(Data extract begins)
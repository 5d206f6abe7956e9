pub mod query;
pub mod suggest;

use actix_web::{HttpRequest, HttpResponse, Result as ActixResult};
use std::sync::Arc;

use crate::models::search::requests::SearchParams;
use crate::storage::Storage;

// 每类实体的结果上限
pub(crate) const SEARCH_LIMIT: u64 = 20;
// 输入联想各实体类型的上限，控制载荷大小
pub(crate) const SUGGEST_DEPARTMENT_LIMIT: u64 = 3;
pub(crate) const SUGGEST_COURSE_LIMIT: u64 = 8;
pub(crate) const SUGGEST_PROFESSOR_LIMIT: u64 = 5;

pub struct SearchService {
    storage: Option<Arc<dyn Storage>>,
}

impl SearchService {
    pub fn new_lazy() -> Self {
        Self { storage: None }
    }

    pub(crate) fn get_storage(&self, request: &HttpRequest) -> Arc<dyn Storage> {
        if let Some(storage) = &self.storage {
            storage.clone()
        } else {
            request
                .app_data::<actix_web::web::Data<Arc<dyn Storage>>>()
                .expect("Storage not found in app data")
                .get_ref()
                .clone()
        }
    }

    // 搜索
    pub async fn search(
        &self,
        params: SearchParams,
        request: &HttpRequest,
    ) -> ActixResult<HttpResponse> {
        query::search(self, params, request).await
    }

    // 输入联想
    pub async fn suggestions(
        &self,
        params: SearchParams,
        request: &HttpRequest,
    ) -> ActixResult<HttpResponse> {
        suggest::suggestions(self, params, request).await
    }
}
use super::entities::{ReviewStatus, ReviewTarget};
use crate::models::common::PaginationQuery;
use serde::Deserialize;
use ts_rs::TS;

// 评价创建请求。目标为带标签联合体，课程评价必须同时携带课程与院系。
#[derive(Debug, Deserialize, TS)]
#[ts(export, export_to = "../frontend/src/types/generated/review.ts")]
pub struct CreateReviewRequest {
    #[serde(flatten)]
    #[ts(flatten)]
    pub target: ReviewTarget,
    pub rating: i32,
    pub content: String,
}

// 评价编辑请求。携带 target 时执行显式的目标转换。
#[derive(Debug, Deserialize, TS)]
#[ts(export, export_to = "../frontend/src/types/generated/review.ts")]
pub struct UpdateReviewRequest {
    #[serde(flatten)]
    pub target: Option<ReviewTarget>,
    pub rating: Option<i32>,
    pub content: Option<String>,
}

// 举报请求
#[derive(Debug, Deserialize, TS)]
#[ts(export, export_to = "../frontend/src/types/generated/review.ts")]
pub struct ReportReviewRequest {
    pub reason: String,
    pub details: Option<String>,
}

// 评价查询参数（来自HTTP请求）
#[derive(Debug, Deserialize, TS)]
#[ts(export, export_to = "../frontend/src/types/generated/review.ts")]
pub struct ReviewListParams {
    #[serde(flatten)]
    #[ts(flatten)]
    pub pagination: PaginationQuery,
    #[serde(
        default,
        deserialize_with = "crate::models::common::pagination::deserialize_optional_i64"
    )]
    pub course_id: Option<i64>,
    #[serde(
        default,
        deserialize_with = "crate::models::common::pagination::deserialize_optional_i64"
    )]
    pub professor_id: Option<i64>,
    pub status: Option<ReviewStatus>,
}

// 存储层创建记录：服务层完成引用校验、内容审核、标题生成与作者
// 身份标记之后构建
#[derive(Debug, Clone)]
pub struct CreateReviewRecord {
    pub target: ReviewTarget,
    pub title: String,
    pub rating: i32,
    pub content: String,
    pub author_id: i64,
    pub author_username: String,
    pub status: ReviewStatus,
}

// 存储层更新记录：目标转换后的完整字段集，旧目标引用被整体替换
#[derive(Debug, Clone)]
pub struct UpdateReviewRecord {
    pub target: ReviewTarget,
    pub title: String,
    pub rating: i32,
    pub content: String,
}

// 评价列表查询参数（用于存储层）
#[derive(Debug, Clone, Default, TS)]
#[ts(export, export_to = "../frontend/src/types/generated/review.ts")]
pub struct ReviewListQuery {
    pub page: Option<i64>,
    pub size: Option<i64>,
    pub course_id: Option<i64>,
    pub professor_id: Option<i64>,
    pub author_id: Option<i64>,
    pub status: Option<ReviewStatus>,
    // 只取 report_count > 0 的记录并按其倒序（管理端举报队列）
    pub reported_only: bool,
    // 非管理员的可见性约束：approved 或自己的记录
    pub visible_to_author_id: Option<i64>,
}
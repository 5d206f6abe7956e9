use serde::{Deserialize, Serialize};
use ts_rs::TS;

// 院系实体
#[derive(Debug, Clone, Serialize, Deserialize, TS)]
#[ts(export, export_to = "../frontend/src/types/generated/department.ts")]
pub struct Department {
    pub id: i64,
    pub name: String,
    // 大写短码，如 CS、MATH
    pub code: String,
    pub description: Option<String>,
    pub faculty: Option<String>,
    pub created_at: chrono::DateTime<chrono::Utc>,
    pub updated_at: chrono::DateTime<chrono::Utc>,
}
(Data extract ends)
Instructions to follow - Repeat each record above precisely as written.

The completed task -
repository 5d206f6abe7956e9
pub mod query;
pub mod suggest;

use actix_web::{HttpRequest, HttpResponse, Result as ActixResult};
use std::sync::Arc;

use crate::models::search::requests::SearchParams;
use crate::storage::Storage;

// 每类实体的结果上限
pub(crate) const SEARCH_LIMIT: u64 = 20;
// 输入联想各实体类型的上限，控制载荷大小
pub(crate) const SUGGEST_DEPARTMENT_LIMIT: u64 = 3;
pub(crate) const SUGGEST_COURSE_LIMIT: u64 = 8;
pub(crate) const SUGGEST_PROFESSOR_LIMIT: u64 = 5;

pub struct SearchService {
    storage: Option<Arc<dyn Storage>>,
}

impl SearchService {
    pub fn new_lazy() -> Self {
        Self { storage: None }
    }

    pub(crate) fn get_storage(&self, request: &HttpRequest) -> Arc<dyn Storage> {
        if let Some(storage) = &self.storage {
            storage.clone()
        } else {
            request
                .app_data::<actix_web::web::Data<Arc<dyn Storage>>>()
                .expect("Storage not found in app data")
                .get_ref()
                .clone()
        }
    }

    // 搜索
    pub async fn search(
        &self,
        params: SearchParams,
        request: &HttpRequest,
    ) -> ActixResult<HttpResponse> {
        query::search(self, params, request).await
    }

    // 输入联想
    pub async fn suggestions(
        &self,
        params: SearchParams,
        request: &HttpRequest,
    ) -> ActixResult<HttpResponse> {
        suggest::suggestions(self, params, request).await
    }
}
use super::entities::{ReviewStatus, ReviewTarget};
use crate::models::common::PaginationQuery;
use serde::Deserialize;
use ts_rs::TS;

// 评价创建请求。目标为带标签联合体，课程评价必须同时携带课程与院系。
#[derive(Debug, Deserialize, TS)]
#[ts(export, export_to = "../frontend/src/types/generated/review.ts")]
pub struct CreateReviewRequest {
    #[serde(flatten)]
    #[ts(flatten)]
    pub target: ReviewTarget,
    pub rating: i32,
    pub content: String,
}

// 评价编辑请求。携带 target 时执行显式的目标转换。
#[derive(Debug, Deserialize, TS)]
#[ts(export, export_to = "../frontend/src/types/generated/review.ts")]
pub struct UpdateReviewRequest {
    #[serde(flatten)]
    pub target: Option<ReviewTarget>,
    pub rating: Option<i32>,
    pub content: Option<String>,
}

// 举报请求
#[derive(Debug, Deserialize, TS)]
#[ts(export, export_to = "../frontend/src/types/generated/review.ts")]
pub struct ReportReviewRequest {
    pub reason: String,
    pub details: Option<String>,
}

// 评价查询参数（来自HTTP请求）
#[derive(Debug, Deserialize, TS)]
#[ts(export, export_to = "../frontend/src/types/generated/review.ts")]
pub struct ReviewListParams {
    #[serde(flatten)]
    #[ts(flatten)]
    pub pagination: PaginationQuery,
    #[serde(
        default,
        deserialize_with = "crate::models::common::pagination::deserialize_optional_i64"
    )]
    pub course_id: Option<i64>,
    #[serde(
        default,
        deserialize_with = "crate::models::common::pagination::deserialize_optional_i64"
    )]
    pub professor_id: Option<i64>,
    pub status: Option<ReviewStatus>,
}

// 存储层创建记录：服务层完成引用校验、内容审核、标题生成与作者
// 身份标记之后构建
#[derive(Debug, Clone)]
pub struct CreateReviewRecord {
    pub target: ReviewTarget,
    pub title: String,
    pub rating: i32,
    pub content: String,
    pub author_id: i64,
    pub author_username: String,
    pub status: ReviewStatus,
}

// 存储层更新记录：目标转换后的完整字段集，旧目标引用被整体替换
#[derive(Debug, Clone)]
pub struct UpdateReviewRecord {
    pub target: ReviewTarget,
    pub title: String,
    pub rating: i32,
    pub content: String,
}

// 评价列表查询参数（用于存储层）
#[derive(Debug, Clone, Default, TS)]
#[ts(export, export_to = "../frontend/src/types/generated/review.ts")]
pub struct ReviewListQuery {
    pub page: Option<i64>,
    pub size: Option<i64>,
    pub course_id: Option<i64>,
    pub professor_id: Option<i64>,
    pub author_id: Option<i64>,
    pub status: Option<ReviewStatus>,
    // 只取 report_count > 0 的记录并按其倒序（管理端举报队列）
    pub reported_only: bool,
    // 非管理员的可见性约束：approved 或自己的记录
    pub visible_to_author_id: Option<i64>,
}
repository 5d206f6abe7956e9
use serde::{Deserialize, Serialize};
use ts_rs::TS;

// 院系实体
#[derive(Debug, Clone, Serialize, Deserialize, TS)]
#[ts(export, export_to = "../frontend/src/types/generated/department.ts")]
pub struct Department {
    pub id: i64,
    pub name: String,
    // 大写短码，如 CS、MATH
    pub code: String,
    pub description: Option<String>,
    pub faculty: Option<String>,
    pub created_at: chrono::DateTime<chrono::Utc>,
    pub updated_at: chrono::DateTime<chrono::Utc>,
}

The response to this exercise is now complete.